The predictor labeled “X”, which represents the percent of voters in a given state that voted for a candidate, is not a statistically significant predictor. This conclusion is in line with my analysis from the word clouds and scatterplot. However, the regression did find that the candidate was a significant predictor of sentiment. The results show that the level of significance is higher for Donald Trump than Hillary Clinton. This anecdotally makes sense given that Trump largely used Twitter to communicate with his base and was one of the first candidates to fully mobilize Twitter to run his campaign. His base still seems to have a strong presence on Twitter to this day and has been known to use the platform to rally together.

Part III: 2020 analysis

To understand if the results from part two are generalizable to future elections, I wanted to do the same analysis on the 2020 election. Since the Twitter API that I am using for sentiment analysis is using current Tweets and Donald Trump ran in both 2016 and 2020, I only had to create word clouds for Joe Biden since Trump’s would be the same under this methodology.

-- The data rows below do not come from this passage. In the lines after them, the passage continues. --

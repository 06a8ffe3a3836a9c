// SPDX-License-Identifier: MIT OR Apache-2.0

#![forbid(unsafe_code)]

use std::borrow::Cow;

/// Diagnostics schema version for segmentation run metadata.
pub const DIAGNOSTICS_SCHEMA_VERSION: u32 = 1;

/// Structured diagnostics captured from a segmentation run.
#[cfg_attr(feature = "serde", derive(serde::Serialize, serde::Deserialize))]
#[derive(Clone, Debug, PartialEq)]
pub struct Diagnostics {
    pub n_features: usize,
    pub n_frames: usize,
    pub schema_version: u32,
    pub engine_version: Option<String>,
    pub runtime_ms: Option<u64>,
    pub notes: Vec<String>,
    pub warnings: Vec<String>,
    pub algorithm: Cow<'static, str>,
    pub cost_model: Cow<'static, str>,
}

impl Default for Diagnostics {
    fn default() -> Self {
        Self {
            n_features: 0,
            n_frames: 0,
            schema_version: DIAGNOSTICS_SCHEMA_VERSION,
            engine_version: Some(env!("CARGO_PKG_VERSION").to_string()),
            runtime_ms: None,
            notes: vec![],
            warnings: vec![],
            algorithm: Cow::Borrowed(""),
            cost_model: Cow::Borrowed(""),
        }
    }
}
// SPDX-License-Identifier: MIT OR Apache-2.0

#![forbid(unsafe_code)]

use crate::BicSegError;

/// Borrowed numeric data view over either f32 or f64 values.
#[derive(Clone, Copy, Debug)]
pub enum DTypeView<'a> {
    F32(&'a [f32]),
    F64(&'a [f64]),
}

impl DTypeView<'_> {
    fn len(&self) -> usize {
        match self {
            Self::F32(slice) => slice.len(),
            Self::F64(slice) => slice.len(),
        }
    }

    fn get(&self, index: usize) -> f64 {
        match self {
            Self::F32(slice) => f64::from(slice[index]),
            Self::F64(slice) => slice[index],
        }
    }
}

/// Memory layout of the underlying buffer.
///
/// `FeatureMajor` keeps each feature's frames contiguous (row = feature);
/// `FrameMajor` keeps each frame's features contiguous (row = frame).
#[derive(Clone, Copy, Debug, PartialEq, Eq)]
pub enum MatrixLayout {
    FeatureMajor,
    FrameMajor,
}

/// Zero-copy view over a feature matrix of `n_features` rows by
/// `n_frames` columns.
///
/// The view validates shape and finiteness once at construction so the
/// scoring code can index without further checks. A view with a single
/// frame is valid data; the two-frame minimum for segmentation is a run
/// precondition checked by the detector, not a view invariant.
#[derive(Clone, Copy, Debug)]
pub struct FeatureMatrixView<'a> {
    pub values: DTypeView<'a>,
    pub n_features: usize,
    pub n_frames: usize,
    pub layout: MatrixLayout,
}

impl<'a> FeatureMatrixView<'a> {
    /// Constructs a validated `FeatureMatrixView`.
    pub fn new(
        values: DTypeView<'a>,
        n_features: usize,
        n_frames: usize,
        layout: MatrixLayout,
    ) -> Result<Self, BicSegError> {
        if n_features == 0 {
            return Err(BicSegError::invalid_input("n_features must be >= 1"));
        }
        if n_frames == 0 {
            return Err(BicSegError::invalid_input("n_frames must be >= 1"));
        }

        let expected_len = n_features.checked_mul(n_frames).ok_or_else(|| {
            BicSegError::invalid_input("n_features*n_frames overflow while validating shape")
        })?;
        let value_len = values.len();
        if value_len != expected_len {
            return Err(BicSegError::invalid_input(format!(
                "value length mismatch: got {value_len}, expected {expected_len} \
                 (n_features={n_features}, n_frames={n_frames})"
            )));
        }

        let non_finite = match values {
            DTypeView::F32(slice) => slice
                .iter()
                .position(|v| !v.is_finite())
                .map(|idx| (idx, f64::from(slice[idx]))),
            DTypeView::F64(slice) => slice
                .iter()
                .position(|v| !v.is_finite())
                .map(|idx| (idx, slice[idx])),
        };
        if let Some((idx, value)) = non_finite {
            return Err(BicSegError::invalid_input(format!(
                "values must be finite: index {idx} has {value}"
            )));
        }

        Ok(Self {
            values,
            n_features,
            n_frames,
            layout,
        })
    }

    /// Convenience constructor for f32-backed data.
    pub fn from_f32(
        values: &'a [f32],
        n_features: usize,
        n_frames: usize,
        layout: MatrixLayout,
    ) -> Result<Self, BicSegError> {
        Self::new(DTypeView::F32(values), n_features, n_frames, layout)
    }

    /// Convenience constructor for f64-backed data.
    pub fn from_f64(
        values: &'a [f64],
        n_features: usize,
        n_frames: usize,
        layout: MatrixLayout,
    ) -> Result<Self, BicSegError> {
        Self::new(DTypeView::F64(values), n_features, n_frames, layout)
    }

    /// Reads one value, converting to f64.
    pub fn value(&self, feature: usize, frame: usize) -> f64 {
        let index = match self.layout {
            MatrixLayout::FeatureMajor => feature * self.n_frames + frame,
            MatrixLayout::FrameMajor => frame * self.n_features + feature,
        };
        self.values.get(index)
    }

    /// Copies the inclusive feature range `[i0, i1]` and frame range
    /// `[j0, j1]` into an owned window.
    ///
    /// Ranges are clamped to the matrix bounds; an inverted or fully
    /// out-of-range request yields an empty window rather than an error, so
    /// callers can treat "no data to score" uniformly.
    pub fn window(&self, i0: usize, i1: usize, j0: usize, j1: usize) -> FeatureWindow {
        if i0 >= self.n_features || j0 >= self.n_frames || i1 < i0 || j1 < j0 {
            return FeatureWindow::empty();
        }
        let i1 = i1.min(self.n_features - 1);
        let j1 = j1.min(self.n_frames - 1);

        let n_features = i1 - i0 + 1;
        let n_frames = j1 - j0 + 1;
        let mut values = Vec::with_capacity(n_features * n_frames);
        for feature in i0..=i1 {
            for frame in j0..=j1 {
                values.push(self.value(feature, frame));
            }
        }

        FeatureWindow {
            values,
            n_features,
            n_frames,
        }
    }

    /// Copies the inclusive frame range `[j0, j1]` across all features.
    pub fn frame_window(&self, j0: usize, j1: usize) -> FeatureWindow {
        self.window(0, self.n_features.saturating_sub(1), j0, j1)
    }
}

/// Owned feature-major sub-matrix used as a short-lived scoring buffer.
#[derive(Clone, Debug, PartialEq)]
pub struct FeatureWindow {
    values: Vec<f64>,
    n_features: usize,
    n_frames: usize,
}

impl FeatureWindow {
    /// The zero-size window; scoreable but carries no evidence.
    pub fn empty() -> Self {
        Self {
            values: vec![],
            n_features: 0,
            n_frames: 0,
        }
    }

    pub fn n_features(&self) -> usize {
        self.n_features
    }

    pub fn n_frames(&self) -> usize {
        self.n_frames
    }

    pub fn is_empty(&self) -> bool {
        self.values.is_empty()
    }

    pub fn value(&self, feature: usize, frame: usize) -> f64 {
        self.values[feature * self.n_frames + frame]
    }

    /// One feature's frames as a contiguous slice.
    pub fn feature_row(&self, feature: usize) -> &[f64] {
        let start = feature * self.n_frames;
        &self.values[start..start + self.n_frames]
    }

    /// Copies the inclusive frame range `[j0, j1]` of this window, with the
    /// same clamping/empty semantics as [`FeatureMatrixView::window`].
    pub fn frames(&self, j0: usize, j1: usize) -> FeatureWindow {
        if j0 >= self.n_frames || j1 < j0 {
            return FeatureWindow::empty();
        }
        let j1 = j1.min(self.n_frames - 1);

        let n_frames = j1 - j0 + 1;
        let mut values = Vec::with_capacity(self.n_features * n_frames);
        for feature in 0..self.n_features {
            let row = self.feature_row(feature);
            values.extend_from_slice(&row[j0..=j1]);
        }

        FeatureWindow {
            values,
            n_features: self.n_features,
            n_frames,
        }
    }
}
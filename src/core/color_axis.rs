use serde::{Deserialize, Serialize};

use crate::core::{Axis, AxisPosition, Color, Palette};

/// Palette slot a data value maps to on a color axis.
///
/// A tagged result replaces the numeric sentinel the slot formula would
/// otherwise need for NaN input; `slot_number` preserves the numeric contract
/// (`0` below range, `count + 1` above range, `1..=count` in range) for
/// call sites that index color tables directly.
#[derive(Debug, Clone, Copy, PartialEq, Eq, Serialize, Deserialize)]
pub enum PaletteSlot {
    /// Below `clip_minimum`, with a dedicated low color configured.
    Below,
    /// In-range 1-based palette slot.
    Index(usize),
    /// Above `clip_maximum`, with a dedicated high color configured.
    Above,
    /// NaN input; resolves to the invalid-number color.
    Invalid,
}

impl PaletteSlot {
    /// Numeric slot value; `None` for `Invalid`.
    #[must_use]
    pub fn slot_number(self, palette_len: usize) -> Option<usize> {
        match self {
            Self::Below => Some(0),
            Self::Index(index) => Some(index),
            Self::Above => Some(palette_len + 1),
            Self::Invalid => None,
        }
    }
}

/// Color axis mapping a linear data range onto a palette.
///
/// Composes a plain linear `Axis` for range resolution with the palette
/// lookup; series reference it by key the same way they reference
/// positional axes.
#[derive(Debug, Clone, PartialEq, Serialize, Deserialize)]
pub struct LinearColorAxis {
    pub axis: Axis,
    pub palette: Palette,
    /// Color for values below the range; `UNDEFINED` clamps into slot 1.
    pub low_color: Color,
    /// Color for values above the range; `UNDEFINED` clamps into the last slot.
    pub high_color: Color,
    /// Color for NaN values.
    pub invalid_color: Color,
}

impl LinearColorAxis {
    #[must_use]
    pub fn new(palette: Palette) -> Self {
        Self {
            axis: Axis::linear(AxisPosition::None),
            palette,
            low_color: Color::UNDEFINED,
            high_color: Color::UNDEFINED,
            invalid_color: Color::UNDEFINED,
        }
    }

    #[must_use]
    pub fn with_key(mut self, key: impl Into<String>) -> Self {
        self.axis.key = Some(key.into());
        self
    }

    #[must_use]
    pub fn with_range(mut self, minimum: f64, maximum: f64) -> Self {
        self.axis.minimum = minimum;
        self.axis.maximum = maximum;
        self
    }

    #[must_use]
    pub fn with_low_color(mut self, color: Color) -> Self {
        self.low_color = color;
        self
    }

    #[must_use]
    pub fn with_high_color(mut self, color: Color) -> Self {
        self.high_color = color;
        self
    }

    /// Maps a data value to its palette slot against the current clip range.
    ///
    /// Slot formula: `1 + floor((value - clip_min) / (clip_max - clip_min)
    /// * count)`, clamped to `[1, count]`. Out-of-range values fall into
    /// `Below`/`Above` only when the corresponding edge color is defined.
    #[must_use]
    pub fn palette_index(&self, value: f64) -> PaletteSlot {
        if value.is_nan() {
            return PaletteSlot::Invalid;
        }

        let clip_min = self.axis.clip_minimum();
        let clip_max = self.axis.clip_maximum();
        if value < clip_min && !self.low_color.is_undefined() {
            return PaletteSlot::Below;
        }
        if value > clip_max && !self.high_color.is_undefined() {
            return PaletteSlot::Above;
        }

        let count = self.palette.len();
        let normalized = (value - clip_min) / (clip_max - clip_min);
        let raw = 1 + (normalized * count as f64).floor() as i64;
        PaletteSlot::Index(raw.clamp(1, count as i64) as usize)
    }

    /// Resolves a slot to its drawing color.
    #[must_use]
    pub fn color_for_slot(&self, slot: PaletteSlot) -> Color {
        match slot {
            PaletteSlot::Below => self.low_color,
            PaletteSlot::Above => self.high_color,
            PaletteSlot::Invalid => self.invalid_color,
            PaletteSlot::Index(index) => self
                .palette
                .colors
                .get(index - 1)
                .copied()
                .unwrap_or(Color::UNDEFINED),
        }
    }

    /// Convenience combining `palette_index` and `color_for_slot`.
    #[must_use]
    pub fn color_for_value(&self, value: f64) -> Color {
        self.color_for_slot(self.palette_index(value))
    }
}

The percent of voters per state that voted for each candidate aggregated is depicted below.

The distribution between for the two candidates looked similar to the 2016 election with the notable exception that Biden won more states by 50%-60% than Clinton(presumably because he won and Clinton didn’t).

Using the same process detailed in part II, I split states into two groups: greater than 50% of voters who voted for the candidate and less than 50% of voters who voted for the candidate. I produced the following word clouds for Biden (which can be compared to Trump’s from part II).

Biden’s word cloud from states where he won less than 50% of the vote (left) an more than 50% of the vote (right)

Similar to the results from part two, there is not a meaningful difference in the sentiment of the words that appears in the word cloud from either group of states.

  • Some of the words that appear in Biden’s are not seen in Clinton’s or Trump’s. For example, words like “Marc Elias” (an election lawyer) and “Ramsey” (presumably Ramsey County in Minnesota where there has been reported police brutality) are more related to current issues.
  • There is no mention of “WMDs” or “Saddam” like in Clinton’s and Trump’s and no obviously negative words like “liar.” I think this is largely because Joe Biden currently holds office and the words are more focused on current events under his Presidency than controversial points during his campaign. Additionally, polls show that Joe Biden has consistently had an approval rating over 50 percent which may be a contributing factor to the positive/neutral sentiment in his word clouds.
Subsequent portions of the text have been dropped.